We don’t get the chance to do this often, Seattle, so don’t miss the chance to document some of the “sneckdowns” on streets near you.
What is a sneckdown, you ask? Well, mother nature has essentially painted the city’s streets with a valuable traffic calming and street design demonstration. It’s tactical urbanism falling like manna. When snow covers the lane markings and obscures the curbs, people driving create new and much narrower paths. The result is a very visual demonstration of how much space on our streets could be reclaimed for extended sidewalks, curb bulbs, crossing islands, bike lanes or even public plazas in the most dramatic cases.
Basically, when you are trudging to the sledding hill, imagine if the state or city built permanent sidewalks wherever the snow is untouched. A “neckdown” is more commonly referred to as a “curb bulb” in Seattle, an extension of the sidewalk to help make people waiting to cross the street more visible and to shorten the distance needed to walk from curb-to-curb. “Sneckdown” is a portmanteau of “snowy neckdown” coined in New York City.

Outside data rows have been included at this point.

use async_trait::async_trait;
use chrono::{DateTime, Utc};

use super::DatabaseError;
use super::models::{KvKey, KvRecord};

pub use self::memory::MemoryKvBackend;

mod memory;

/// Durable side of the key/value store. Reads are served from memory, so a
/// backend only has to hydrate at startup and absorb batched writes.
#[async_trait]
pub trait KvBackend: Send + Sync {
    async fn load_all(&self) -> Result<Vec<KvRecord>, DatabaseError>;
    async fn apply(&self, upserts: &[KvRecord], deletes: &[KvKey]) -> Result<(), DatabaseError>;
    async fn purge_expired(&self, now: DateTime<Utc>) -> Result<u64, DatabaseError>;
}
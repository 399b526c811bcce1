use serde_json::Value;
use thiserror::Error;

/// Failure of an outbound call to either platform.
#[derive(Debug, Error)]
pub enum PlatformError {
    #[error("{}", render_api_error(*status, status_text, errors))]
    Api {
        status: u16,
        status_text: String,
        errors: Vec<String>,
    },

    #[error("transport error: {0}")]
    Transport(String),

    #[error("unexpected response: {0}")]
    Decode(String),
}

impl PlatformError {
    pub fn api(status: u16, status_text: impl Into<String>, errors: Vec<String>) -> Self {
        Self::Api {
            status,
            status_text: status_text.into(),
            errors,
        }
    }

    /// Builds an API error from a response body, picking up a structured
    /// `errors` field (array or any other JSON value) when the body has one.
    pub fn from_body(status: u16, status_text: impl Into<String>, body: &str) -> Self {
        let errors = serde_json::from_str::<Value>(body)
            .ok()
            .and_then(|value| value.get("errors").cloned())
            .map(|errors| match errors {
                Value::Array(items) => items
                    .into_iter()
                    .map(|item| match item {
                        Value::String(s) => s,
                        other => other.to_string(),
                    })
                    .collect(),
                Value::String(s) => vec![s],
                other => vec![other.to_string()],
            })
            .unwrap_or_default();
        Self::api(status, status_text, errors)
    }

    /// Human-readable text relayed back to the user whose message failed.
    pub fn summary(&self) -> String {
        self.to_string()
    }
}

/// Failure while exchanging a user API key with the forum.
#[derive(Debug, Error)]
pub enum HandshakeError {
    #[error("failed to generate key pair: {0}")]
    KeyGeneration(String),

    #[error("malformed authorization payload: {0}")]
    MalformedPayload(String),

    #[error("failed to decrypt authorization payload: {0}")]
    Decryption(String),

    #[error("unknown or already used nonce")]
    UnknownNonce,

    #[error("invalid authorization url: {0}")]
    InvalidUrl(#[from] url::ParseError),
}

impl From<reqwest::Error> for PlatformError {
    fn from(value: reqwest::Error) -> Self {
        if value.is_decode() {
            Self::Decode(value.to_string())
        } else {
            Self::Transport(value.to_string())
        }
    }
}

fn render_api_error(status: u16, status_text: &str, errors: &[String]) -> String {
    let mut out = format!("{status} {status_text}");
    if !errors.is_empty() {
        out.push_str(": ");
        out.push_str(&errors.join(";"));
    }
    out
}

/// Summary for any error reaching a handler boundary.
pub fn error_summary(err: &anyhow::Error) -> String {
    match err.downcast_ref::<PlatformError>() {
        Some(platform) => platform.summary(),
        None => err.to_string(),
    }
}
//! Pattern automaton over the symbols `-3..=3`
//!
//! One engine, parameterized by [`Grammar`]:
//!
//! - [`GrammarVariant::Classic`]: rest/ramp state machine, see [`classic`]
//! - [`GrammarVariant::Mirror`]: 11-node ramp graph with phase sets, see [`mirror`]
//!
//! Every state forbids repeating the previous symbol, and every transition
//! produces a new [`AutomatonState`]; states are never mutated in place.
//!
//! # Example
//!
//! ```rust
//! use iouseq::grammar::{EnumerateOptions, Grammar};
//! use iouseq::eligibility::EligibilitySet;
//!
//! let sets = [
//!     EligibilitySet::from_symbols(&[1]).unwrap(),
//!     EligibilitySet::from_symbols(&[2]).unwrap(),
//!     EligibilitySet::from_symbols(&[3]).unwrap(),
//! ];
//! let found = Grammar::classic().enumerate(&sets, EnumerateOptions::default());
//! assert_eq!(found.total, 1);
//! assert_eq!(found.sequences[0].as_slice(), &[1, 2, 3]);
//! ```

pub mod classic;
pub mod mirror;
mod runs;
mod search;

use std::fmt;
use std::ops::Deref;

pub use classic::{ClassicState, Mode, RampDirection, Sign};
pub use mirror::MirrorState;
pub use runs::find_mirror_runs;
pub use search::{EnumerateOptions, Enumeration};

use crate::eligibility::EligibilitySet;

// ============================================================
// GRAMMAR
// ============================================================

#[derive(Debug, Clone, Copy, Default, PartialEq, Eq, Hash, serde::Serialize, serde::Deserialize)]
#[serde(rename_all = "snake_case")]
pub enum GrammarVariant {
    #[default]
    Classic,
    Mirror,
}

/// Grammar selection and flags
#[derive(Debug, Clone, Copy, PartialEq, Eq, serde::Serialize, serde::Deserialize)]
#[serde(default)]
pub struct Grammar {
    pub variant: GrammarVariant,
    /// Classic only: allow `0` right after a first symbol of magnitude 1 or 3
    pub allow_zero_after_start: bool,
}

impl Default for Grammar {
    fn default() -> Self {
        Self {
            variant: GrammarVariant::Classic,
            allow_zero_after_start: true,
        }
    }
}

impl Grammar {
    pub fn classic() -> Self {
        Self::default()
    }

    pub fn mirror() -> Self {
        Self {
            variant: GrammarVariant::Mirror,
            ..Self::default()
        }
    }

    pub fn with_zero_after_start(mut self, allow: bool) -> Self {
        self.allow_zero_after_start = allow;
        self
    }

    pub(crate) fn initial_core(&self) -> StateCore {
        match self.variant {
            GrammarVariant::Classic => StateCore::Classic(ClassicState::INITIAL),
            GrammarVariant::Mirror => StateCore::Mirror(MirrorState::INITIAL),
        }
    }

    /// Empty-sequence starting state
    pub fn initial(&self) -> AutomatonState {
        AutomatonState {
            core: self.initial_core(),
            seq: Vec::new(),
        }
    }

    /// Symbols legal after `state`, restricted to `candidates`.
    #[inline]
    pub fn legal_next(&self, state: &AutomatonState, candidates: EligibilitySet) -> EligibilitySet {
        state.core.legal() & candidates
    }

    /// New state with `symbol` appended, or `None` if it is not legal.
    pub fn advance(&self, state: &AutomatonState, symbol: i8) -> Option<AutomatonState> {
        let core = state.core.advance(symbol, self.allow_zero_after_start)?;
        let mut seq = Vec::with_capacity(state.seq.len() + 1);
        seq.extend_from_slice(&state.seq);
        seq.push(symbol);
        Some(AutomatonState { core, seq })
    }

    /// Feed `symbols` through the grammar starting from `state`.
    pub fn replay(&self, state: &AutomatonState, symbols: &[i8]) -> Option<AutomatonState> {
        let mut core = state.core;
        for &s in symbols {
            core = core.advance(s, self.allow_zero_after_start)?;
        }
        let mut seq = Vec::with_capacity(state.seq.len() + symbols.len());
        seq.extend_from_slice(&state.seq);
        seq.extend_from_slice(symbols);
        Some(AutomatonState { core, seq })
    }

    /// True when `seq` is a legal sequence from the initial state.
    pub fn accepts(&self, seq: &[i8]) -> bool {
        self.replay(&self.initial(), seq).is_some()
    }

    /// True when `seq` is legal and every symbol is eligible at its position.
    pub fn validate(&self, seq: &[i8], sets: &[EligibilitySet]) -> bool {
        seq.len() == sets.len()
            && seq.iter().zip(sets).all(|(&s, set)| set.contains(s))
            && self.accepts(seq)
    }
}

// ============================================================
// STATES
// ============================================================

/// Grammar state without the emitted sequence; identical cores accept
/// identical continuations.
#[derive(Debug, Clone, Copy, PartialEq, Eq, Hash)]
pub enum StateCore {
    Classic(ClassicState),
    Mirror(MirrorState),
}

impl StateCore {
    #[inline]
    pub fn legal(&self) -> EligibilitySet {
        match self {
            StateCore::Classic(s) => s.legal(),
            StateCore::Mirror(s) => s.legal(),
        }
    }

    #[inline]
    pub fn prev(&self) -> Option<i8> {
        match self {
            StateCore::Classic(s) => s.prev,
            StateCore::Mirror(s) => s.prev,
        }
    }

    #[inline]
    pub fn advance(&self, symbol: i8, allow_zero_after_start: bool) -> Option<Self> {
        match self {
            StateCore::Classic(s) => s.advance(symbol, allow_zero_after_start).map(StateCore::Classic),
            StateCore::Mirror(s) => s.advance(symbol).map(StateCore::Mirror),
        }
    }
}

/// Grammar state plus everything emitted so far
#[derive(Debug, Clone, PartialEq, Eq)]
pub struct AutomatonState {
    core: StateCore,
    seq: Vec<i8>,
}

impl AutomatonState {
    #[inline]
    pub fn core(&self) -> &StateCore {
        &self.core
    }

    #[inline]
    pub fn seq(&self) -> &[i8] {
        &self.seq
    }

    #[inline]
    pub fn prev_symbol(&self) -> Option<i8> {
        self.core.prev()
    }

    pub fn into_sequence(self) -> PatternSequence {
        PatternSequence(self.seq)
    }
}

// ============================================================
// PATTERN SEQUENCE
// ============================================================

/// Finished symbol sequence; equality is tuple equality.
#[derive(Debug, Clone, Default, PartialEq, Eq, Hash, PartialOrd, Ord, serde::Serialize, serde::Deserialize)]
#[serde(transparent)]
pub struct PatternSequence(Vec<i8>);

impl PatternSequence {
    pub fn new(symbols: Vec<i8>) -> Self {
        Self(symbols)
    }

    #[inline]
    pub fn as_slice(&self) -> &[i8] {
        &self.0
    }

    pub fn into_inner(self) -> Vec<i8> {
        self.0
    }
}

impl Deref for PatternSequence {
    type Target = [i8];

    fn deref(&self) -> &[i8] {
        &self.0
    }
}

impl From<Vec<i8>> for PatternSequence {
    fn from(symbols: Vec<i8>) -> Self {
        Self(symbols)
    }
}

impl fmt::Display for PatternSequence {
    fn fmt(&self, f: &mut fmt::Formatter<'_>) -> fmt::Result {
        f.write_str("[")?;
        for (i, s) in self.0.iter().enumerate() {
            if i > 0 {
                f.write_str(", ")?;
            }
            write!(f, "{s}")?;
        }
        f.write_str("]")
    }
}

#[cfg(test)]
mod tests {
    use super::*;

    fn sets(symbols: &[&[i8]]) -> Vec<EligibilitySet> {
        symbols
            .iter()
            .map(|s| EligibilitySet::from_symbols(s).unwrap())
            .collect()
    }

    #[test]
    fn test_advance_does_not_touch_source_state() {
        let grammar = Grammar::classic();
        let start = grammar.initial();
        let one = grammar.advance(&start, 1).unwrap();
        let minus = grammar.advance(&start, -1).unwrap();
        assert!(start.seq().is_empty());
        assert_eq!(one.seq(), &[1]);
        assert_eq!(minus.seq(), &[-1]);
        assert_eq!(one.prev_symbol(), Some(1));
    }

    #[test]
    fn test_legal_next_intersects_candidates() {
        let grammar = Grammar::classic();
        let state = grammar.replay(&grammar.initial(), &[0]).unwrap();
        let legal = grammar.legal_next(&state, EligibilitySet::from_symbols(&[0, 1, 2]).unwrap());
        assert_eq!(legal.to_vec(), vec![1]);
    }

    #[test]
    fn test_validate() {
        let grammar = Grammar::classic();
        let s = sets(&[&[1, 0], &[2], &[3]]);
        assert!(grammar.validate(&[1, 2, 3], &s));
        assert!(!grammar.validate(&[1, 2], &s));
        assert!(!grammar.validate(&[0, 2, 3], &s));
    }

    #[test]
    fn test_variants_differ() {
        // 0,1,2,3,0 is classic but not mirror (mirror must come back down)
        assert!(Grammar::classic().accepts(&[0, 1, 2, 3, 0]));
        assert!(!Grammar::mirror().accepts(&[0, 1, 2, 3, 0]));
        assert!(Grammar::mirror().accepts(&[0, 1, 2, 3, 2, 1, 0]));
        assert!(!Grammar::classic().accepts(&[0, 1, 2, 3, 2]));
    }

    #[test]
    fn test_display() {
        assert_eq!(PatternSequence::from(vec![0, -1, -2]).to_string(), "[0, -1, -2]");
    }
}
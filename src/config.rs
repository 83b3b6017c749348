//! Analysis configuration
//!
//! Everything app-specific lives here: named step sequences, calendar tables,
//! detection thresholds and grammar defaults. [`AnalysisConfig`] deserializes
//! from any serde format; missing fields take their defaults.
//!
//! # Example
//!
//! ```rust
//! use iouseq::config::AnalysisConfig;
//!
//! let config: AnalysisConfig = serde_json::from_str(r#"{ "sequences": { "S1": [1, 2, 3] } }"#).unwrap();
//! assert!(config.sequences.get("S1").is_ok());
//! assert!(config.validate().is_ok());
//! ```

use std::collections::BTreeMap;

use chrono::NaiveTime;

use crate::calendar::{DcRules, ForbiddenSlots};
use crate::detector::IouRule;
use crate::eligibility::NewsWindow;
use crate::grammar::{EnumerateOptions, Grammar};
use crate::series::TzOffset;
use crate::{AnalysisError, Result, Threshold};

// ============================================================
// SEQUENCES
// ============================================================

/// Named, non-empty list of logical step positions.
#[derive(Debug, Clone, PartialEq, Eq)]
pub struct SequenceDefinition {
    name: String,
    values: Vec<i32>,
}

impl SequenceDefinition {
    pub fn new(name: impl Into<String>, values: Vec<i32>) -> Result<Self> {
        let name = name.into();
        if values.is_empty() {
            return Err(AnalysisError::InvalidConfig(format!(
                "sequence {name} has no values"
            )));
        }
        Ok(Self { name, values })
    }

    #[inline]
    pub fn name(&self) -> &str {
        &self.name
    }

    #[inline]
    pub fn values(&self) -> &[i32] {
        &self.values
    }

    #[inline]
    pub fn first(&self) -> i32 {
        self.values[0]
    }

    #[inline]
    pub fn len(&self) -> usize {
        self.values.len()
    }

    #[inline]
    pub fn is_empty(&self) -> bool {
        self.values.is_empty()
    }
}

/// Sequence definitions by name ("S1", "S2", ...); empty until configured.
#[derive(Debug, Clone, Default, PartialEq, Eq, serde::Serialize, serde::Deserialize)]
#[serde(transparent)]
pub struct SequenceBook(BTreeMap<String, Vec<i32>>);

impl SequenceBook {
    pub fn empty() -> Self {
        Self(BTreeMap::new())
    }

    pub fn insert(&mut self, name: impl Into<String>, values: Vec<i32>) {
        self.0.insert(name.into(), values);
    }

    /// Look up and validate a sequence.
    pub fn get(&self, name: &str) -> Result<SequenceDefinition> {
        let values = self
            .0
            .get(name)
            .ok_or_else(|| AnalysisError::UnknownSequence(name.to_string()))?;
        SequenceDefinition::new(name, values.clone())
    }

    pub fn names(&self) -> impl Iterator<Item = &str> {
        self.0.keys().map(String::as_str)
    }

    fn validate(&self) -> Result<()> {
        for name in self.0.keys() {
            self.get(name)?;
        }
        Ok(())
    }
}

// ============================================================
// ANALYSIS CONFIG
// ============================================================

fn default_anchor_time() -> NaiveTime {
    NaiveTime::from_hms_opt(18, 0, 0).unwrap_or(NaiveTime::MIN)
}

/// Complete, app-specific configuration of the pipeline.
#[derive(Debug, Clone, PartialEq, serde::Serialize, serde::Deserialize)]
#[serde(default)]
pub struct AnalysisConfig {
    /// Shift applied to incoming series
    pub timezone: TzOffset,
    /// Time of day of the day-start anchor candle
    pub anchor_time: NaiveTime,
    pub limit: Threshold,
    pub tolerance: Threshold,
    pub rule: IouRule,
    pub news: NewsWindow,
    pub dc_rules: DcRules,
    pub forbidden: ForbiddenSlots,
    pub sequences: SequenceBook,
    pub grammar: Grammar,
    pub enumerate: EnumerateOptions,
}

impl Default for AnalysisConfig {
    fn default() -> Self {
        Self {
            timezone: TzOffset::Same,
            anchor_time: default_anchor_time(),
            limit: Threshold::new_const(0.0),
            tolerance: Threshold::new_const(0.0),
            rule: IouRule::Iou,
            news: NewsWindow::default(),
            dc_rules: DcRules::default(),
            forbidden: ForbiddenSlots::default(),
            sequences: SequenceBook::default(),
            grammar: Grammar::default(),
            enumerate: EnumerateOptions::default(),
        }
    }
}

impl AnalysisConfig {
    pub fn validate(&self) -> Result<()> {
        self.sequences.validate()?;
        if self.enumerate.beam_width == Some(0) {
            return Err(AnalysisError::InvalidConfig("beam_width must be > 0".into()));
        }
        if self.enumerate.max_paths == Some(0) {
            return Err(AnalysisError::InvalidConfig("max_paths must be > 0".into()));
        }
        for pattern in self.dc_rules.base.iter().chain(&self.dc_rules.never).chain(&self.forbidden.0) {
            if pattern.hour.is_some_and(|h| h > 23) || pattern.minute.is_some_and(|m| m > 59) {
                return Err(AnalysisError::InvalidConfig(format!(
                    "slot pattern out of range: {pattern:?}"
                )));
            }
        }
        Ok(())
    }
}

Our streets have been designed to give an enormous amount of space to cars, especially at intersections. When sidewalks are cut back, people driving take turns much more quickly. This is extremely dangerous, and a major cause of injury and death. But when snow falls, one of the most common results is that people take slower and sharper turns, leaving snow near the curb untouched. A slower turn doesn’t stop people from getting where they’re going.
So why can’t it be this way even when it isn’t snowing? Nature has already taken care of the early design concept.